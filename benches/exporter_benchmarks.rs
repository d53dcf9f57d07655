use criterion::{criterion_group, criterion_main, BenchmarkId, Criterion};
use sonarqube_exporter::{
    client::data::{LanguageLoc, LanguageProjectCount, SearchState, Statistics, SystemInfo},
    encode_text,
    metrics::mapper,
    ScrapeResult, SONARQUBE_METRICS,
};

/// Build a system-info report with `languages` language entries
fn system_info(languages: usize) -> SystemInfo {
    SystemInfo {
        health: Some("GREEN".to_string()),
        statistics: Statistics {
            user_count: 250,
            project_count: 1200,
            ncloc: 45_000_000,
            ncloc_by_language: (0..languages)
                .map(|i| LanguageLoc {
                    language: format!("lang{}", i),
                    ncloc: 10_000 * i as u64,
                })
                .collect(),
            project_count_by_language: (0..languages)
                .map(|i| LanguageProjectCount {
                    language: format!("lang{}", i),
                    count: i as u64,
                })
                .collect(),
        },
        search_state: Some(SearchState {
            state: "GREEN".to_string(),
            cpu_usage: Some(12.0),
            disk_available: Some("120 GB".to_string()),
        }),
    }
}

/// Map a system-info report the way one scrape does
fn map_system_info(info: &SystemInfo) -> ScrapeResult {
    let metrics = &SONARQUBE_METRICS;
    let stats = &info.statistics;

    let mut samples = vec![mapper::map_up(metrics, true), mapper::map_health(metrics, "GREEN")];
    samples.extend(mapper::map_general_stats(metrics, stats));
    samples.extend(mapper::map_code_demographics(metrics, stats));
    samples.extend(mapper::map_project_count_demographics(metrics, stats));
    if let Some(search_state) = &info.search_state {
        samples.extend(mapper::map_search_state(metrics, search_state));
    }

    ScrapeResult::available(samples)
}

/// Benchmark record-to-sample mapping
fn bench_mapping(c: &mut Criterion) {
    for languages in [0, 10, 100].iter() {
        let info = system_info(*languages);
        c.bench_with_input(BenchmarkId::new("map_system_info", languages), &info, |b, info| {
            b.iter(|| map_system_info(info))
        });
    }
}

/// Benchmark text exposition encoding
fn bench_encoding(c: &mut Criterion) {
    for languages in [0, 10, 100].iter() {
        let result = map_system_info(&system_info(*languages));
        c.bench_with_input(BenchmarkId::new("encode_text", languages), &result, |b, result| {
            b.iter(|| encode_text(result, &SONARQUBE_METRICS).expect("Should encode"))
        });
    }
}

/// Benchmark system-info JSON decoding
fn bench_decoding(c: &mut Criterion) {
    let json = serde_json::to_string(&system_info(50)).expect("Should serialize");

    c.bench_function("decode_system_info", |b| {
        b.iter(|| serde_json::from_str::<SystemInfo>(&json).expect("Should decode"))
    });
}

/// Benchmark disk-available parsing
fn bench_parse_leading_number(c: &mut Criterion) {
    c.bench_function("parse_leading_number", |b| {
        b.iter(|| mapper::parse_leading_number("120 GB"))
    });
}

criterion_group!(
    benches,
    bench_mapping,
    bench_encoding,
    bench_decoding,
    bench_parse_leading_number
);
criterion_main!(benches);
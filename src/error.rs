//! Error handling for the SonarQube exporter crate.

/// A specialized `Result` type for exporter operations.
pub type Result<T> = std::result::Result<T, ExporterError>;

/// The main error type for exporter operations.
#[derive(Debug, thiserror::Error)]
pub enum ExporterError {
    /// The remote service could not be reached, or answered with a non-2xx status
    #[error("Transport error: {0}")]
    Transport(String),

    /// A response body did not match the expected structure
    #[error("Failed to decode response: {0}")]
    Decode(String),

    /// A derived field did not contain the expected value
    #[error("Failed to parse field: {0}")]
    Parse(String),

    /// Samples could not be encoded into the exposition format
    #[error("Encoding error: {0}")]
    Encode(#[from] prometheus::Error),

    /// I/O operation failed
    #[error("I/O error: {0}")]
    Io(#[from] std::io::Error),

    /// Web server error
    #[error("Web server error: {0}")]
    WebServer(String),

    /// Configuration error
    #[error("Configuration error: {0}")]
    Config(String),
}

impl ExporterError {
    /// Create a new transport error
    pub fn transport_error(msg: impl Into<String>) -> Self {
        Self::Transport(msg.into())
    }

    /// Create a new decode error
    pub fn decode_error(msg: impl Into<String>) -> Self {
        Self::Decode(msg.into())
    }

    /// Create a new parse error
    pub fn parse_error(msg: impl Into<String>) -> Self {
        Self::Parse(msg.into())
    }

    /// Create a new web server error
    pub fn web_server_error(msg: impl Into<String>) -> Self {
        Self::WebServer(msg.into())
    }

    /// Create a new configuration error
    pub fn config_error(msg: impl Into<String>) -> Self {
        Self::Config(msg.into())
    }

    /// Whether the error came from reaching the remote service.
    pub fn is_transport(&self) -> bool {
        matches!(self, Self::Transport(_))
    }
}
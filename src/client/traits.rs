//! Data-source seam between the collector and the remote service.

use crate::client::data::{ActivityStatus, HealthStatus, SystemInfo};
use crate::error::Result;

/// Typed access to the SonarQube data sources.
///
/// [`SonarClient`](crate::client::SonarClient) implements this over HTTP;
/// the collector only depends on the trait, so each data source can be
/// substituted independently.
pub trait SonarApi {
    /// Query the overall health indicator.
    fn health(&self) -> impl std::future::Future<Output = Result<HealthStatus>> + Send;

    /// Query the Compute Engine activity counters.
    fn activity_status(&self) -> impl std::future::Future<Output = Result<ActivityStatus>> + Send;

    /// Query aggregate statistics and search-engine state.
    fn system_info(&self) -> impl std::future::Future<Output = Result<SystemInfo>> + Send;
}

### PROBLEM DESCRIPTION
Quote the listing in full, please, keeping every line exact.

### OUTPUT OF THE TASK
filename benches/exporter_benchmarks.rs
repository d53dcf9f57d07655
use criterion::{criterion_group, criterion_main, BenchmarkId, Criterion};
use sonarqube_exporter::{
    client::data::{LanguageLoc, LanguageProjectCount, SearchState, Statistics, SystemInfo},
    encode_text,
    metrics::mapper,
    ScrapeResult, SONARQUBE_METRICS,
};

/// Build a system-info report with `languages` language entries
fn system_info(languages: usize) -> SystemInfo {
    SystemInfo {
        health: Some("GREEN".to_string()),
        statistics: Statistics {
            user_count: 250,
            project_count: 1200,
            ncloc: 45_000_000,
            ncloc_by_language: (0..languages)
                .map(|i| LanguageLoc {
                    language: format!("lang{}", i),
                    ncloc: 10_000 * i as u64,
                })
                .collect(),
            project_count_by_language: (0..languages)
                .map(|i| LanguageProjectCount {
                    language: format!("lang{}", i),
                    count: i as u64,
                })
                .collect(),
        },
        search_state: Some(SearchState {
            state: "GREEN".to_string(),
            cpu_usage: Some(12.0),
            disk_available: Some("120 GB".to_string()),
        }),
    }
}

/// Map a system-info report the way one scrape does
fn map_system_info(info: &SystemInfo) -> ScrapeResult {
    let metrics = &SONARQUBE_METRICS;
    let stats = &info.statistics;

    let mut samples = vec![mapper::map_up(metrics, true), mapper::map_health(metrics, "GREEN")];
    samples.extend(mapper::map_general_stats(metrics, stats));
    samples.extend(mapper::map_code_demographics(metrics, stats));
    samples.extend(mapper::map_project_count_demographics(metrics, stats));
    if let Some(search_state) = &info.search_state {
        samples.extend(mapper::map_search_state(metrics, search_state));
    }

    ScrapeResult::available(samples)
}

/// Benchmark record-to-sample mapping
fn bench_mapping(c: &mut Criterion) {
    for languages in [0, 10, 100].iter() {
        let info = system_info(*languages);
        c.bench_with_input(BenchmarkId::new("map_system_info", languages), &info, |b, info| {
            b.iter(|| map_system_info(info))
        });
    }
}

/// Benchmark text exposition encoding
fn bench_encoding(c: &mut Criterion) {
    for languages in [0, 10, 100].iter() {
        let result = map_system_info(&system_info(*languages));
        c.bench_with_input(BenchmarkId::new("encode_text", languages), &result, |b, result| {
            b.iter(|| encode_text(result, &SONARQUBE_METRICS).expect("Should encode"))
        });
    }
}

/// Benchmark system-info JSON decoding
fn bench_decoding(c: &mut Criterion) {
    let json = serde_json::to_string(&system_info(50)).expect("Should serialize");

    c.bench_function("decode_system_info", |b| {
        b.iter(|| serde_json::from_str::<SystemInfo>(&json).expect("Should decode"))
    });
}

/// Benchmark disk-available parsing
fn bench_parse_leading_number(c: &mut Criterion) {
    c.bench_function("parse_leading_number", |b| {
        b.iter(|| mapper::parse_leading_number("120 GB"))
    });
}

criterion_group!(
    benches,
    bench_mapping,
    bench_encoding,
    bench_decoding,
    bench_parse_leading_number
);
criterion_main!(benches);
filename src/error.rs
//! Error handling for the SonarQube exporter crate.

/// A specialized `Result` type for exporter operations.
pub type Result<T> = std::result::Result<T, ExporterError>;

/// The main error type for exporter operations.
#[derive(Debug, thiserror::Error)]
pub enum ExporterError {
    /// The remote service could not be reached, or answered with a non-2xx status
    #[error("Transport error: {0}")]
    Transport(String),

    /// A response body did not match the expected structure
    #[error("Failed to decode response: {0}")]
    Decode(String),

    /// A derived field did not contain the expected value
    #[error("Failed to parse field: {0}")]
    Parse(String),

    /// Samples could not be encoded into the exposition format
    #[error("Encoding error: {0}")]
    Encode(#[from] prometheus::Error),

    /// I/O operation failed
    #[error("I/O error: {0}")]
    Io(#[from] std::io::Error),

    /// Web server error
    #[error("Web server error: {0}")]
    WebServer(String),

    /// Configuration error
    #[error("Configuration error: {0}")]
    Config(String),
}

impl ExporterError {
    /// Create a new transport error
    pub fn transport_error(msg: impl Into<String>) -> Self {
        Self::Transport(msg.into())
    }

    /// Create a new decode error
    pub fn decode_error(msg: impl Into<String>) -> Self {
        Self::Decode(msg.into())
    }

    /// Create a new parse error
    pub fn parse_error(msg: impl Into<String>) -> Self {
        Self::Parse(msg.into())
    }

    /// Create a new web server error
    pub fn web_server_error(msg: impl Into<String>) -> Self {
        Self::WebServer(msg.into())
    }

    /// Create a new configuration error
    pub fn config_error(msg: impl Into<String>) -> Self {
        Self::Config(msg.into())
    }

    /// Whether the error came from reaching the remote service.
    pub fn is_transport(&self) -> bool {
        matches!(self, Self::Transport(_))
    }
}
filename src/client/traits.rs
//! Data-source seam between the collector and the remote service.

use crate::client::data::{ActivityStatus, HealthStatus, SystemInfo};
use crate::error::Result;

/// Typed access to the SonarQube data sources.
///
/// [`SonarClient`](crate::client::SonarClient) implements this over HTTP;
/// the collector only depends on the trait, so each data source can be
/// substituted independently.
pub trait SonarApi {
    /// Query the overall health indicator.
    fn health(&self) -> impl std::future::Future<Output = Result<HealthStatus>> + Send;

    /// Query the Compute Engine activity counters.
    fn activity_status(&self) -> impl std::future::Future<Output = Result<ActivityStatus>> + Send;

    /// Query aggregate statistics and search-engine state.
    fn system_info(&self) -> impl std::future::Future<Output = Result<SystemInfo>> + Send;
}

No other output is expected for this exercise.